Fiscalité verte : requiem pour la taxe carbone
Le Premier ministre, François Fillon, a annoncé mardi l’abandon du projet-phare de fiscalité écologique, pourtant souhaité par l’Elysée. Motif : cette taxe, que la France était la seule à promouvoir en Europe, plombait la compétitivité des entreprises françaises. Pour les particuliers, l’augmentation des carburants de l’ordre de 4 centimes par litre, prévue au 1er juillet prochain, est donc caduque.
Officiellement, le gouvernement souhaite que cette taxe voie le jour à la condition qu’elle soit « européenne », la France ne souhaitant plus faire cavalier seul dans cette épopée que le Conseil constitutionnel avait déjà pour ainsi dire enterrée au début de l’année. Européenne, la taxe ? il fallait se pincer pour y croire : les Allemands –pour les mêmes raisons de compétitivité- n’en voulaient à aucun prix. Restent les pays d’Europe du Nord, toujours plus « verts » que les autres, et notamment la Suède : la fiscalité « verte » fait à l’évidence davantage partie de leur culture. Côté français, on observera que la « passion » écologique du président a sérieusement pâli ces temps derniers : au Salon de l’Agriculture, il est apparu très en retrait sur ce domaine, estimant d’ailleurs que les agriculteurs étaient suffisamment sinistrés pour que l’on vînt encore les chagriner avec de nouvelles contraintes environnementales.
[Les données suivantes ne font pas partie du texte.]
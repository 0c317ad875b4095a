//! Duel service configuration.

use serde::{Deserialize, Serialize};
use std::env;

use crate::payout::{BPS_DENOMINATOR, CommissionRate, DEFAULT_COMMISSION_BPS};

/// Duel service configuration
#[derive(Debug, Clone, PartialEq, Eq, Serialize, Deserialize)]
pub struct DuelConfig {
    /// Commission retained from won pots, in basis points (500 = 5%)
    pub commission_bps: u32,

    /// Users per leaderboard page
    pub leaderboard_page_size: usize,

    /// Capacity of the duel actor's inbox
    pub inbox_capacity: usize,
}

impl Default for DuelConfig {
    fn default() -> Self {
        Self {
            commission_bps: DEFAULT_COMMISSION_BPS,
            leaderboard_page_size: 10,
            inbox_capacity: 100,
        }
    }
}

impl DuelConfig {
    /// Read `DUEL_COMMISSION_BPS`, `LEADERBOARD_PAGE_SIZE` and
    /// `DUEL_INBOX_CAPACITY`, keeping defaults for unset variables.
    ///
    /// # Errors
    ///
    /// Returns a description of the first unparsable variable.
    pub fn from_env() -> Result<Self, String> {
        let defaults = Self::default();
        let config = Self {
            commission_bps: parse_var("DUEL_COMMISSION_BPS", defaults.commission_bps)?,
            leaderboard_page_size: parse_var("LEADERBOARD_PAGE_SIZE", defaults.leaderboard_page_size)?,
            inbox_capacity: parse_var("DUEL_INBOX_CAPACITY", defaults.inbox_capacity)?,
        };
        config.validate()?;
        Ok(config)
    }

    /// Validate configuration
    pub fn validate(&self) -> Result<(), String> {
        if self.commission_bps > BPS_DENOMINATOR {
            return Err(format!(
                "Commission must be at most {BPS_DENOMINATOR} bps, got {}",
                self.commission_bps
            ));
        }

        if self.leaderboard_page_size == 0 {
            return Err("Leaderboard page size must be positive".to_string());
        }

        if self.inbox_capacity == 0 {
            return Err("Inbox capacity must be positive".to_string());
        }

        Ok(())
    }

    pub fn commission(&self) -> CommissionRate {
        CommissionRate::from_bps(self.commission_bps)
    }
}

fn parse_var<T: std::str::FromStr>(key: &str, default: T) -> Result<T, String> {
    match env::var(key) {
        Ok(raw) => raw
            .trim()
            .parse()
            .map_err(|_| format!("{key} has an invalid value: {raw}")),
        Err(_) => Ok(default),
    }
}
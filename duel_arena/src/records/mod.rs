//! Match record store: append-only history of settled duels.
//!
//! This module implements:
//! - One immutable [`MatchRecord`] per settled match
//! - Per-user and global aggregate statistics, recomputed from the records
//! - Leaderboard pages over the global ordering
//!
//! Storage sits behind [`MatchRecordRepository`]; PostgreSQL and in-memory
//! implementations are provided. No update or delete operation is exposed.
//!
//! ## Example
//!
//! ```no_run
//! use duel_arena::db::Database;
//! use duel_arena::payout::CommissionRate;
//! use duel_arena::records::{MatchRecord, MatchRecordManager, PgMatchRecordRepository};
//! use std::sync::Arc;
//!
//! #[tokio::main]
//! async fn main() -> Result<(), Box<dyn std::error::Error>> {
//!     let db = Database::new(&Default::default()).await?;
//!     let repository = PgMatchRecordRepository::new(db.pool().clone());
//!     repository.ensure_schema().await?;
//!
//!     let records = MatchRecordManager::new(Arc::new(repository), CommissionRate::default());
//!     records.record_match(&MatchRecord::win(1, 2, 100, 1)).await?;
//!
//!     if let Some(stats) = records.query_user_stats(1).await? {
//!         println!("won {} of {}", stats.wins, stats.matches_played);
//!     }
//!     Ok(())
//! }
//! ```

pub mod errors;
pub mod manager;
pub mod models;
pub mod repository;

pub use errors::{RecordError, RecordResult};
pub use manager::MatchRecordManager;
pub use models::{AggregateStats, LeaderboardPage, MatchRecord, RankedStats, aggregate_stats};
pub use repository::{
    InMemoryMatchRecordRepository, MatchRecordRepository, PgMatchRecordRepository,
};
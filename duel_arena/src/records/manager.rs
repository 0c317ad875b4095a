//! Match record manager: persistence and statistics queries.

use std::sync::Arc;

use super::errors::RecordResult;
use super::models::{AggregateStats, LeaderboardPage, MatchRecord, aggregate_stats};
use super::repository::MatchRecordRepository;
use crate::UserId;
use crate::payout::CommissionRate;

/// Records settled matches and derives statistics from them
#[derive(Clone)]
pub struct MatchRecordManager {
    repository: Arc<dyn MatchRecordRepository>,
    rate: CommissionRate,
}

impl MatchRecordManager {
    /// Create a new manager
    ///
    /// # Arguments
    ///
    /// * `repository` - Storage backend
    /// * `rate` - Commission used to compute net winnings
    pub fn new(repository: Arc<dyn MatchRecordRepository>, rate: CommissionRate) -> Self {
        Self { repository, rate }
    }

    pub fn commission(&self) -> CommissionRate {
        self.rate
    }

    /// Append a settled match
    ///
    /// # Errors
    ///
    /// Returns `RecordError::InvalidRecord` for an inconsistent record and a
    /// storage error when the backend cannot accept it.
    pub async fn record_match(&self, record: &MatchRecord) -> RecordResult<()> {
        self.repository.insert(record).await?;
        log::debug!(
            "Recorded match {} vs {} (stake {}, winner {:?})",
            record.participant_a,
            record.participant_b,
            record.stake,
            record.winner
        );
        Ok(())
    }

    /// Aggregate stats for one user
    ///
    /// # Returns
    ///
    /// * `None` - The user has no recorded matches
    pub async fn query_user_stats(&self, user_id: UserId) -> RecordResult<Option<AggregateStats>> {
        let records = self.repository.records_for_user(user_id).await?;
        if records.is_empty() {
            return Ok(None);
        }

        Ok(aggregate_stats(&records, self.rate)
            .into_iter()
            .find(|(id, _)| *id == user_id)
            .map(|(_, stats)| stats))
    }

    /// Stats for every user, by descending net winnings
    pub async fn query_global_stats(&self) -> RecordResult<Vec<(UserId, AggregateStats)>> {
        let records = self.repository.all_records().await?;
        Ok(aggregate_stats(&records, self.rate))
    }

    /// One page of the global ordering
    ///
    /// # Arguments
    ///
    /// * `page` - 1-based page number, clamped to the available range
    /// * `page_size` - Entries per page
    pub async fn leaderboard_page(&self, page: usize, page_size: usize) -> RecordResult<LeaderboardPage> {
        let ordered = self.query_global_stats().await?;
        Ok(LeaderboardPage::paginate(&ordered, page, page_size))
    }
}

#[cfg(test)]
mod tests {
    use super::*;
    use crate::records::InMemoryMatchRecordRepository;

    fn manager() -> MatchRecordManager {
        MatchRecordManager::new(
            Arc::new(InMemoryMatchRecordRepository::new()),
            CommissionRate::default(),
        )
    }

    #[tokio::test]
    async fn test_user_without_matches_has_no_stats() {
        let records = manager();
        assert_eq!(records.query_user_stats(1).await.unwrap(), None);
        assert!(records.query_global_stats().await.unwrap().is_empty());
    }

    #[tokio::test]
    async fn test_user_stats_after_matches() {
        let records = manager();
        records.record_match(&MatchRecord::win(1, 2, 100, 1)).await.unwrap();
        records.record_match(&MatchRecord::draw(1, 3, 40)).await.unwrap();
        records.record_match(&MatchRecord::win(3, 1, 10, 3)).await.unwrap();

        let stats = records.query_user_stats(1).await.unwrap().unwrap();
        assert_eq!(stats.matches_played, 3);
        assert_eq!(stats.wins, 1);
        assert_eq!(stats.draws, 1);
        assert_eq!(stats.losses, 1);
        assert_eq!(stats.total_staked, 150);
        assert_eq!(stats.total_winnings, 190);
    }

    #[tokio::test]
    async fn test_global_stats_order() {
        let records = manager();
        records.record_match(&MatchRecord::win(1, 2, 10, 1)).await.unwrap();
        records.record_match(&MatchRecord::win(3, 4, 100, 4)).await.unwrap();

        let global = records.query_global_stats().await.unwrap();
        let ids: Vec<UserId> = global.iter().map(|(id, _)| *id).collect();
        assert_eq!(ids, vec![4, 1, 2, 3]);
    }

    #[tokio::test]
    async fn test_leaderboard_page() {
        let records = manager();
        for i in 0..12 {
            records
                .record_match(&MatchRecord::win(100 + i, 200 + i, 10 + i, 100 + i))
                .await
                .unwrap();
        }

        let page = records.leaderboard_page(1, 10).await.unwrap();
        assert_eq!(page.total_pages, 3);
        assert_eq!(page.entries.len(), 10);
        assert_eq!(page.entries[0].user_id, 111);
        assert_eq!(page.entries[0].rank, 1);
    }
}
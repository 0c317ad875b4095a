//! Tic-tac-toe engine for duel matches.
//!
//! This module provides the board logic that a duel plays on:
//! - Board cells, marks and the eight winning lines
//! - Turn-taking between the two participants of a match
//! - Win and draw detection after every move
//!
//! The engine has no knowledge of users beyond the two participant ids it is
//! handed, and none of stakes or payouts. [`engine::apply_move`] mutates the
//! passed-in [`GameState`] and keeps no state of its own between calls.

pub mod constants;
pub mod engine;
pub mod entities;

pub use constants::{BOARD_CELLS, WIN_LINES};
pub use engine::{GameError, GameResult, GameState, MoveOutcome, apply_move};
pub use entities::{Board, Cell, Mark};
//! Duel action events, responses and actor messages.

use serde::{Deserialize, Serialize};
use tokio::sync::oneshot;

use super::errors::DuelResult;
use super::models::DuelSnapshot;
use crate::game::MoveOutcome;
use crate::payout::Payout;
use crate::records::{AggregateStats, RankedStats};
use crate::{DuelId, UserId};

/// One user-initiated interaction.
///
/// Challenges are addressed by their challenger's id, which is unique among
/// active duels.
#[derive(Debug, Clone, PartialEq, Eq, Serialize, Deserialize)]
#[serde(tag = "type", rename_all = "snake_case")]
pub enum DuelAction {
    Challenge { user_id: UserId, stake: i64 },
    Join { user_id: UserId, challenger: UserId },
    JoinAsDealer { user_id: UserId, challenger: UserId },
    StartMatch { user_id: UserId, challenger: UserId },
    Move { user_id: UserId, cell: usize },
    /// Challenger cancels, opponent withdraws
    CancelOrWithdraw { user_id: UserId },
    GetDuel { user_id: UserId },
    RequestUserStats { user_id: UserId },
    RequestGlobalStats,
}

impl DuelAction {
    /// User who triggered the action, if any.
    pub fn actor(&self) -> Option<UserId> {
        match self {
            DuelAction::Challenge { user_id, .. }
            | DuelAction::Join { user_id, .. }
            | DuelAction::JoinAsDealer { user_id, .. }
            | DuelAction::StartMatch { user_id, .. }
            | DuelAction::Move { user_id, .. }
            | DuelAction::CancelOrWithdraw { user_id }
            | DuelAction::GetDuel { user_id }
            | DuelAction::RequestUserStats { user_id } => Some(*user_id),
            DuelAction::RequestGlobalStats => None,
        }
    }
}

/// Final state of a duel that reached a win or a draw
#[derive(Debug, Clone, PartialEq, Eq, Serialize, Deserialize)]
pub struct Settlement {
    pub duel: DuelSnapshot,
    pub outcome: MoveOutcome,
    pub winner: Option<UserId>,
    /// Present only for a win
    pub payout: Option<Payout>,
    /// False when the match record could not be stored
    pub record_persisted: bool,
}

/// Successful result of a `DuelAction`
#[derive(Debug, Clone, PartialEq, Serialize, Deserialize)]
#[serde(tag = "type", rename_all = "snake_case")]
pub enum DuelResponse {
    Challenged { duel: DuelSnapshot },
    Joined { duel: DuelSnapshot },
    DealerJoined { duel: DuelSnapshot },
    Started { duel: DuelSnapshot },
    Moved { duel: DuelSnapshot, outcome: MoveOutcome },
    Settled { settlement: Settlement },
    Cancelled { duel: DuelSnapshot },
    /// Opponent withdrew; the challenge is open again under a new id
    Reopened {
        withdrawn: UserId,
        previous: DuelId,
        duel: DuelSnapshot,
    },
    Duel { duel: Option<DuelSnapshot> },
    UserStats {
        user_id: UserId,
        stats: Option<AggregateStats>,
    },
    GlobalStats { entries: Vec<RankedStats> },
}

/// Messages accepted by the duel actor
#[derive(Debug)]
pub enum DuelMessage {
    Action {
        action: DuelAction,
        response: oneshot::Sender<DuelResult<DuelResponse>>,
    },

    /// Stop the actor
    Close,
}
Sur la taxe carbone, qui fit longtemps figure de projet fétiche de Nicolas Sarkozy, le même Nicolas Sarkozy l’avait enterrée dans les colonnes de « Figaro Magazine » en affirmant que cette forme de fiscalité ne pouvait être envisagée qu’au niveau européen, une façon de prononcer le requiem d’une taxe qui promettait d’être très impopulaire et pour tout dire à peu près inapplicable. Morale de l’histoire : c’est la fin probable du « greenwashing » présidentiel. Le président de la République a lu les résultats des élections régionales et compris, cette fois, que l’électorat écologiste était résolument à gauche et que les tentatives de l’exécutif pour le séduire étaient parfaitement vaines. Cette volte-face présidentielle tient aussi pour partie à la nette perte de crédit, auprès de l’Elysée, des inspirateurs de cette taxe -par exemple Nicolas Hulot-comme d’ailleurs des dogmes écologiques dont l’exécutif s’était entiché jusqu’à présent. Jean-Louis Borloo, le ministre de l’Environnement jurait voici peu que la détermination des pouvoirs publics était intacte et cette maudite taxe verrait bien le jour à la date prévue. Le Premier ministre a réécrit la partition en prononçant lui-même l’oraison funèbre de cet impôt mort-né.